In respect of advertising, the Protocol indicates that applicants should continue to perform statutory obligations (see above) where possible, to be supplemented by online publication of notices; in online newspapers or even, potentially, bespoke web pages created and maintained by Licensing Authorities.
The Protocol further suggests online publication by Licensing Authorities of full details of all licensing applications, in recognition that local residents may not be able to visit their local council buildings to inspect application documents. The Protocol also suggests that Licensing Authorities raise local awareness of licensing applications through circulation by email to local ward Councillors, Parish Councils, local residential and civic amenity groups, and organisations representing local operators and businesses.
With regard to hearings, the existing licensing regime provides for adjournment of hearings, however the Protocol notes that indefinite adjournment “until further notice” is contrary to these provisions - i.e. licensing authorities cannot simply postpone all hearings indefinitely. Furthermore, the Protocol discourages lengthy adjournments as a general practice with a view to keeping the licensing regime operating without accumulation of significant backlog.
Instead, remote hearings are to be encouraged. There is considerable commentary to suggest that virtual licensing hearings are not prohibited under current law, and the Protocol recommends that Licensing Authorities seek to convene remote hearings wherever possible.
This has now been formalised in regulations. The Coronavirus Act 2020 (which received royal assent on 25 March) allows the Secretary of State (or equivalent authority in Wales or Northern Ireland) to make regulations relating to such hearings, apparently with these concerns in mind. Relevant regulations were made on 2 April and came into force on 4 April in respect of England (the authors of the Protocol express the view, in relation to Wales, that remote hearings can still be carried out under existing licensing law). These regulations make clear that such hearings can be held in “electronic, digital or virtual locations such as internet locations, web addresses or conference call telephone numbers”. The regulations also confirm that a hearing is “open to the public” if it can be accessed through remote means.

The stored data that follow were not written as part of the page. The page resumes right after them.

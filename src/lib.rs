//! Tenke - Thought/Action/Observation tool loops
//!
//! A small library and CLI that lets a hosted chat model call local tools
//! through plain-text `Action:` lines.
//!
//! The name "Tenke" comes from the Norwegian word for "think."
//!
//! # Overview
//!
//! A run sends the conversation to a chat endpoint, looks for a line like
//! `Action: getCurrentWeather: Oslo` in the reply, runs the named tool and
//! appends its JSON result as an `Observation:` message. It stops when a
//! reply contains no action, or after a fixed number of turns.
//!
//! # Architecture
//!
//! - `config` - Settings and prompt templates
//! - `chat` - Messages, transcripts and chat endpoints (worker proxy, OpenAI)
//! - `agent` - Directive parsing, tool registry and the dispatch loop
//! - `cli` - Command-line interface and HTTP server
//!
//! # Example
//!
//! ```rust,no_run
//! use std::sync::Arc;
//! use tenke::agent::{builtin_registry, Agent};
//! use tenke::chat::{Transcript, WorkerEndpoint};
//! use tenke::config::{Prompts, Settings};
//!
//! #[tokio::main]
//! async fn main() -> anyhow::Result<()> {
//!     let settings = Settings::load()?;
//!     let tools = builtin_registry(&settings.tools);
//!     let system = Prompts::default().agent_system(&tools.catalog());
//!
//!     let endpoint = Arc::new(WorkerEndpoint::new("http://127.0.0.1:3000/chat")?);
//!     let agent = Agent::new(endpoint, tools);
//!
//!     let mut transcript = Transcript::seed(system, "what are some activities to do this afternoon?");
//!     let run = agent.run(&mut transcript).await?;
//!     println!("{} after {} turns", run.stop, run.turns);
//!     if let Some(answer) = transcript.last_assistant() {
//!         println!("{}", answer.content);
//!     }
//!
//!     Ok(())
//! }
//! ```

pub mod agent;
pub mod chat;
pub mod cli;
pub mod config;
pub mod error;
pub mod openai;

pub use error::{Result, TenkeError};
//! CLI module for Tenke.

pub mod commands;
mod output;
pub mod preflight;

pub use output::Output;

use clap::{Parser, Subcommand};

/// Tenke - Thought/Action/Observation tool loops
///
/// Runs a small reasoning loop against a chat endpoint, letting the model call
/// local tools. The name "Tenke" comes from the Norwegian word for "think."
#[derive(Parser, Debug)]
#[command(name = "tenke")]
#[command(version, about, long_about = None)]
pub struct Cli {
    /// Increase verbosity (-v for info, -vv for debug, -vvv for trace)
    #[arg(short, long, action = clap::ArgAction::Count, global = true)]
    pub verbose: u8,

    /// Path to configuration file
    #[arg(short, long, global = true, env = "TENKE_CONFIG")]
    pub config: Option<String>,

    #[command(subcommand)]
    pub command: Commands,
}

#[derive(Subcommand, Debug)]
pub enum Commands {
    /// Run the tool-dispatch loop on a task
    Agent {
        /// The task for the agent (defaults to agent.default_task)
        task: Option<String>,

        /// Maximum number of chat turns
        #[arg(short, long)]
        max_turns: Option<usize>,

        /// Print the full system prompt in the transcript
        #[arg(long)]
        show_system: bool,
    },

    /// Ask a single question without tools
    Ask {
        /// The question to ask
        question: String,

        /// Override the system prompt
        #[arg(short, long)]
        system: Option<String>,
    },

    /// Start an HTTP server exposing the chat and agent endpoints
    Serve {
        /// Host to bind to
        #[arg(long, default_value = "127.0.0.1")]
        host: String,

        /// Port to bind to
        #[arg(short, long, default_value = "3000")]
        port: u16,
    },

    /// Check configuration and endpoint requirements
    Doctor,

    /// Manage configuration
    Config {
        #[command(subcommand)]
        action: ConfigAction,
    },
}

#[derive(Subcommand, Debug)]
pub enum ConfigAction {
    /// Show current configuration
    Show,

    /// Open configuration file in editor
    Edit,

    /// Show configuration file path
    Path,
}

As mentioned above, the Protocol is not binding. However, it is to be hoped that licensing authorities will act pragmatically to ensure that the licensing system continues to function, especially bearing in mind the new regulations confirming the validity of remote hearings.
Lapse of licence
It is sadly likely that some corporate licence holders will go into insolvency as a result of the COVID-19 crisis. The nature of this crisis also means that, tragically, there will be significant loss of life.
In event of either insolvency or death of the licence-holder, the licence will immediately lapse. However it is possible for certain interested parties (such as the relevant insolvency practitioner or the licence-holder’s personal representatives) to give an interim authority notice to the licensing authority: this has the effect of reinstating the licence as if the person giving the notice is the licence holder, allowing licensable activities to take place pending formal application for a transfer. The maximum period for which such notice can have effect is three months and the application must be made within 28 days of the lapse of the licence.